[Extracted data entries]

use api::auth::{Credentials, FieldErrors};
use dioxus::prelude::*;

use crate::auth::use_client;
use crate::banner::{use_banner, BannerView};
use crate::form::Field;

#[component]
pub fn Login() -> Element {
    let client = use_client();
    let nav = use_navigator();
    let mut banner = use_banner();

    let user_name = use_signal(String::new);
    let password = use_signal(String::new);
    let mut errors = use_signal(FieldErrors::new);
    let mut busy = use_signal(|| false);

    let submit = move |evt: FormEvent| {
        evt.prevent_default();
        if busy() {
            return;
        }
        let credentials = Credentials::new(&user_name(), &password());
        if let Err(found) = credentials.validate() {
            errors.set(found);
            return;
        }
        errors.set(FieldErrors::new());
        busy.set(true);
        let client = client.clone();
        spawn(async move {
            match client.login(&credentials).await {
                Ok(identity) => {
                    tracing::info!("Signed in as {}", identity.user_name);
                    nav.push("/");
                }
                Err(e) => banner.failure(&e),
            }
            busy.set(false);
        });
    };

    let error = move |field: &str| errors.read().get(field).cloned().unwrap_or_default();

    rsx! {
        div {
            class: "auth-page",
            form {
                class: "card auth-card",
                onsubmit: submit,
                h2 { "Sign In" }
                BannerView { banner }
                Field { label: "Username", value: user_name, error: error("User_name") }
                Field { label: "Password", value: password, r#type: "password", error: error("Password") }
                button {
                    class: "btn btn-primary",
                    r#type: "submit",
                    disabled: busy(),
                    if busy() { "Signing in..." } else { "Sign In" }
                }
                p {
                    class: "muted",
                    "No account? "
                    Link { to: "/signup", "Sign up" }
                }
            }
        }
    }
}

▶ [What you need to do] Once you have read the entries, write them all out again exactly.

▶ [Solved exercise]
use api::auth::{Credentials, FieldErrors};
use dioxus::prelude::*;

use crate::auth::use_client;
use crate::banner::{use_banner, BannerView};
use crate::form::Field;

#[component]
pub fn Login() -> Element {
    let client = use_client();
    let nav = use_navigator();
    let mut banner = use_banner();

    let user_name = use_signal(String::new);
    let password = use_signal(String::new);
    let mut errors = use_signal(FieldErrors::new);
    let mut busy = use_signal(|| false);

    let submit = move |evt: FormEvent| {
        evt.prevent_default();
        if busy() {
            return;
        }
        let credentials = Credentials::new(&user_name(), &password());
        if let Err(found) = credentials.validate() {
            errors.set(found);
            return;
        }
        errors.set(FieldErrors::new());
        busy.set(true);
        let client = client.clone();
        spawn(async move {
            match client.login(&credentials).await {
                Ok(identity) => {
                    tracing::info!("Signed in as {}", identity.user_name);
                    nav.push("/");
                }
                Err(e) => banner.failure(&e),
            }
            busy.set(false);
        });
    };

    let error = move |field: &str| errors.read().get(field).cloned().unwrap_or_default();

    rsx! {
        div {
            class: "auth-page",
            form {
                class: "card auth-card",
                onsubmit: submit,
                h2 { "Sign In" }
                BannerView { banner }
                Field { label: "Username", value: user_name, error: error("User_name") }
                Field { label: "Password", value: password, r#type: "password", error: error("Password") }
                button {
                    class: "btn btn-primary",
                    r#type: "submit",
                    disabled: busy(),
                    if busy() { "Signing in..." } else { "Sign In" }
                }
                p {
                    class: "muted",
                    "No account? "
                    Link { to: "/signup", "Sign up" }
                }
            }
        }
    }
}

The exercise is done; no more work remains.